*** Block opens ***

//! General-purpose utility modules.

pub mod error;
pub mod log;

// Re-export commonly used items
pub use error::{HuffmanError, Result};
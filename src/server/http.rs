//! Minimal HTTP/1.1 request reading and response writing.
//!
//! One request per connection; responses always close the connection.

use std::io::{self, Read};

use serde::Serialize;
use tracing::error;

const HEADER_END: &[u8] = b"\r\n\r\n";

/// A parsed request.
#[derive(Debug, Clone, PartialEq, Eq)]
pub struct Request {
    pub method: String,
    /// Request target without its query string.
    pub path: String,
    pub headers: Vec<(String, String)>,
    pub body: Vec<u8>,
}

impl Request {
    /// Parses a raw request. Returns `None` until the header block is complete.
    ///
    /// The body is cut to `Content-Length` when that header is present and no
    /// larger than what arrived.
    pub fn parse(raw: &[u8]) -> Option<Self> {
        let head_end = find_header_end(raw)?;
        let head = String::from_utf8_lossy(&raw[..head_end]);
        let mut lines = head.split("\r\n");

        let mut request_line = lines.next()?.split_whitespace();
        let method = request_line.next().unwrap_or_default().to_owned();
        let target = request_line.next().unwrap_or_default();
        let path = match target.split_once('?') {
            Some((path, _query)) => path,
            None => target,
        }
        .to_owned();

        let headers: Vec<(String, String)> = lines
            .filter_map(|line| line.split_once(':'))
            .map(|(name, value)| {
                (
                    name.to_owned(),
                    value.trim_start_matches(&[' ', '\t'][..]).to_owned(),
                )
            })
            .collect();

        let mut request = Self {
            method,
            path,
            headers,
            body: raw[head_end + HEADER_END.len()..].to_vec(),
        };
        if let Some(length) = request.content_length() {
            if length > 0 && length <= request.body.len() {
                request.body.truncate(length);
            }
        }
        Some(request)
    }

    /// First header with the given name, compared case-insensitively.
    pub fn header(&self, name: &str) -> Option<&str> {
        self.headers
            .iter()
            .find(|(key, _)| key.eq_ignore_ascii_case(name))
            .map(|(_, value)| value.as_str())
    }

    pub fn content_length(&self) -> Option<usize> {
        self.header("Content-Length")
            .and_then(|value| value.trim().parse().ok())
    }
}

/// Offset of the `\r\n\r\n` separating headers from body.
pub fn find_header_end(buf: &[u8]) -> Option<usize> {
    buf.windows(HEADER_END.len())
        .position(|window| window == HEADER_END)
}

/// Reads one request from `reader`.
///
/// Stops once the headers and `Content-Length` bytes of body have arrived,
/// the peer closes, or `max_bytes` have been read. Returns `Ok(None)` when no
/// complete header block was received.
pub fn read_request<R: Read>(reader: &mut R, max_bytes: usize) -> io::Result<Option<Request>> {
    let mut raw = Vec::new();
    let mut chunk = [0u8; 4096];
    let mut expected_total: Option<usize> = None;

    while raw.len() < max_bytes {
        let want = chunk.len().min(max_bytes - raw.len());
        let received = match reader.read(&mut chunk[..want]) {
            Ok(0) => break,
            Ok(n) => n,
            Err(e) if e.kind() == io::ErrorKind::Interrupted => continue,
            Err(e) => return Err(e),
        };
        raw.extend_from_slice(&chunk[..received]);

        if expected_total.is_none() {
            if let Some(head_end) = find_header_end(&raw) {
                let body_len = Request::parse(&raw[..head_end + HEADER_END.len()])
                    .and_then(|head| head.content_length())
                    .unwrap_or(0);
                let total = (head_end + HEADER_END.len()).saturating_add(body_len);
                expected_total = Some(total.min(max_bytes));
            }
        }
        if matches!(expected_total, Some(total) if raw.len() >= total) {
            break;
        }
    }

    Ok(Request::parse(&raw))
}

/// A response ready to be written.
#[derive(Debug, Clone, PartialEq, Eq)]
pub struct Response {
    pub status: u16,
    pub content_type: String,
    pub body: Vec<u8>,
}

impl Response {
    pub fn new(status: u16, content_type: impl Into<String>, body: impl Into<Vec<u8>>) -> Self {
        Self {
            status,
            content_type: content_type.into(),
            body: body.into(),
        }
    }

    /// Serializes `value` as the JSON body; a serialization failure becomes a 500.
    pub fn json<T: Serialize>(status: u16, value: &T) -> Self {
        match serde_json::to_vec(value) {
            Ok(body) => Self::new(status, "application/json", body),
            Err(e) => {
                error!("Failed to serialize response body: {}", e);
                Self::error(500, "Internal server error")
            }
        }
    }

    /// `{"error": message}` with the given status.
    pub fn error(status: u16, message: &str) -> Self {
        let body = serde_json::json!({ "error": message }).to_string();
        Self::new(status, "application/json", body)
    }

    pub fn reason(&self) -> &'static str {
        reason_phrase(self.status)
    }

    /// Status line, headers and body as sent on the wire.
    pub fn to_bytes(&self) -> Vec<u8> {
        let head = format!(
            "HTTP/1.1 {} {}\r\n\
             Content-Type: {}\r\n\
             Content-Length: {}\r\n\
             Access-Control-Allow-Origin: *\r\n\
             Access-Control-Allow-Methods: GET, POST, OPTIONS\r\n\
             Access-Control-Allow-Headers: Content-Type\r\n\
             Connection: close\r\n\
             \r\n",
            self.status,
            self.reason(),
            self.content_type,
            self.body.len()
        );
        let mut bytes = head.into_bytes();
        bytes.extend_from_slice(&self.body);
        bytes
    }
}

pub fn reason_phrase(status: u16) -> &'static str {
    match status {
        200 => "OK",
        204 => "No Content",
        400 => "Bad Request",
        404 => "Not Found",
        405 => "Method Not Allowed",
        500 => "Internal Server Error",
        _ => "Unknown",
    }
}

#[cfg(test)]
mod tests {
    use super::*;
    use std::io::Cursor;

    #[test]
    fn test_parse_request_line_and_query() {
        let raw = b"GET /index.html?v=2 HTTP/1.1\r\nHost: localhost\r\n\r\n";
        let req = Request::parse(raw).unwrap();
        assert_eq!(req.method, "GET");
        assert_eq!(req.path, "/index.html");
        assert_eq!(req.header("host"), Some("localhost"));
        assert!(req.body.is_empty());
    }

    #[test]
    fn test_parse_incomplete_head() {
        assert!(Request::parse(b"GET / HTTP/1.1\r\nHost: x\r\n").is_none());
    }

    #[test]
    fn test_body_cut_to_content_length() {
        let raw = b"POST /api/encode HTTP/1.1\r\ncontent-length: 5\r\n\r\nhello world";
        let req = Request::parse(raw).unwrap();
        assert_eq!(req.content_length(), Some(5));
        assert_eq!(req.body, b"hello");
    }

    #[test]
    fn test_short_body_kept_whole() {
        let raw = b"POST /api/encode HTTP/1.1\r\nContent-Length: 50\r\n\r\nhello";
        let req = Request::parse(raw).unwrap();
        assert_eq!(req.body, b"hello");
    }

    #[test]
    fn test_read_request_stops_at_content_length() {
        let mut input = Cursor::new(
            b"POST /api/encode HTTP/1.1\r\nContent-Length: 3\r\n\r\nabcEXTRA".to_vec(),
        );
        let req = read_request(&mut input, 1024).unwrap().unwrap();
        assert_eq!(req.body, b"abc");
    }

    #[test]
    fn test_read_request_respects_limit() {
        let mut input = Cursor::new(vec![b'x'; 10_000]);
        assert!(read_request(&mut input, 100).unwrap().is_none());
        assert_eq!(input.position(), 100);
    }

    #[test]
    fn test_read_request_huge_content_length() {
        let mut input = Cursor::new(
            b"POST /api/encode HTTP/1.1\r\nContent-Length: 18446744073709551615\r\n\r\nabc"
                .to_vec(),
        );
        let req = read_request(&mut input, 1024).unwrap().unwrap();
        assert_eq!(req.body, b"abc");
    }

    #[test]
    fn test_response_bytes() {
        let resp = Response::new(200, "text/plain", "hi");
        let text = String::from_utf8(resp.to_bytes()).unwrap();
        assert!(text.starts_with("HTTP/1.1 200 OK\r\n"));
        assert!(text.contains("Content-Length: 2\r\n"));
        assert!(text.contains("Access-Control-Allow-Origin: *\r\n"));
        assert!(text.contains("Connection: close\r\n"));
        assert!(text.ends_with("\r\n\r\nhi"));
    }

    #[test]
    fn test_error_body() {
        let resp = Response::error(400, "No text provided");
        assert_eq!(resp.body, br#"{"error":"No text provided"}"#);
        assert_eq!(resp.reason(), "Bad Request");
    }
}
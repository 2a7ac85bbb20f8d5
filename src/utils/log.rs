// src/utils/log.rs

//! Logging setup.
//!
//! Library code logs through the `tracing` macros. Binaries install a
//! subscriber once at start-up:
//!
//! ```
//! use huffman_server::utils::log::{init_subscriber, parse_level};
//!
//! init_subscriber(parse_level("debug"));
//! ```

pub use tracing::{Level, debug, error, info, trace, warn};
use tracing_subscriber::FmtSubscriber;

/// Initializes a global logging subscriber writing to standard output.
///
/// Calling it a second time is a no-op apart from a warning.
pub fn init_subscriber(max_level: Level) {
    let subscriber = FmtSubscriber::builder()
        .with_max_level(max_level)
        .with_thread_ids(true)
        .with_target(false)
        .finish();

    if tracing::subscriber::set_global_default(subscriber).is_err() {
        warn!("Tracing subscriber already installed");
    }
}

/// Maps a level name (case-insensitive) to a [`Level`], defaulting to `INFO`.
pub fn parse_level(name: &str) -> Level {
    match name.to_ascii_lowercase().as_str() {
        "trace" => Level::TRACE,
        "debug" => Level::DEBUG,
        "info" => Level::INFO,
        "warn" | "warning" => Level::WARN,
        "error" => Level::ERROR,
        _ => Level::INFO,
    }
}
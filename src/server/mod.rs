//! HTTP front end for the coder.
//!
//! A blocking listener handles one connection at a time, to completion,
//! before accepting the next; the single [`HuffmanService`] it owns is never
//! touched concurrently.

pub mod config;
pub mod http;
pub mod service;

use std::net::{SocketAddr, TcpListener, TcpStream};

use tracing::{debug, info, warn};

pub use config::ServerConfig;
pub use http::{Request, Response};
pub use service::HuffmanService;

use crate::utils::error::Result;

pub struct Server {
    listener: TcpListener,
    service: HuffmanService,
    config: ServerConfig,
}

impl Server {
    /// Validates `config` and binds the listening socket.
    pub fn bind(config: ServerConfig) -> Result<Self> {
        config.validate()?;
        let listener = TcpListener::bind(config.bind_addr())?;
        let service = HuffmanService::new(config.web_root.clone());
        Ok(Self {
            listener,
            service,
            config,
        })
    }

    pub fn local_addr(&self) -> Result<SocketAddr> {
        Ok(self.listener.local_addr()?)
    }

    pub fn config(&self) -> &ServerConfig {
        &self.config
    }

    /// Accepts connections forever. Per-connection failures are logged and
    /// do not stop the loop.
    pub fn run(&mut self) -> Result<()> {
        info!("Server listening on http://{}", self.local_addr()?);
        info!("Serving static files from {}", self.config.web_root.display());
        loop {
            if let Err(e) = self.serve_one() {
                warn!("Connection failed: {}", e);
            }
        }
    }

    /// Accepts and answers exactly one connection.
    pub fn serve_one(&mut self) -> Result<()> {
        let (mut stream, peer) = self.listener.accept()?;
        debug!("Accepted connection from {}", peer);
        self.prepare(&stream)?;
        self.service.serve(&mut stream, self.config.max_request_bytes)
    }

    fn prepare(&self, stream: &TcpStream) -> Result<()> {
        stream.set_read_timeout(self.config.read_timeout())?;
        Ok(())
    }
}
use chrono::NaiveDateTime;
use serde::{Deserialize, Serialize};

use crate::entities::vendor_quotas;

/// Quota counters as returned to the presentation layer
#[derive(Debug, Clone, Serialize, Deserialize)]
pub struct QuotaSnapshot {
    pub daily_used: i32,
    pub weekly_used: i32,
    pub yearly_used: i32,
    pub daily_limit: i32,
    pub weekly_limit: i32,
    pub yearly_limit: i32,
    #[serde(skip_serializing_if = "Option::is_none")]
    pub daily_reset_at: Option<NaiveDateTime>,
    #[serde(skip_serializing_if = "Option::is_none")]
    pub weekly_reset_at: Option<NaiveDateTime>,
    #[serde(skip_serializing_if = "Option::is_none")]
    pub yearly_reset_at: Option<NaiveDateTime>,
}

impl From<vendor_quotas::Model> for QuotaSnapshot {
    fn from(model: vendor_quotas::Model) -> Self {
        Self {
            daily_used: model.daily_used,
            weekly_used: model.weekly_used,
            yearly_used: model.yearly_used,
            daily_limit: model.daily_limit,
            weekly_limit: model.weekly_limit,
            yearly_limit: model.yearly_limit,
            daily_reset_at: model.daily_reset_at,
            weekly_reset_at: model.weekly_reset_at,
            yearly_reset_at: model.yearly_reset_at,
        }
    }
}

*** Block closes ***

TO DO
Your answer must be a single number: the count of lines in the data that contain the string "usize".

RESULT OF THE TASK
4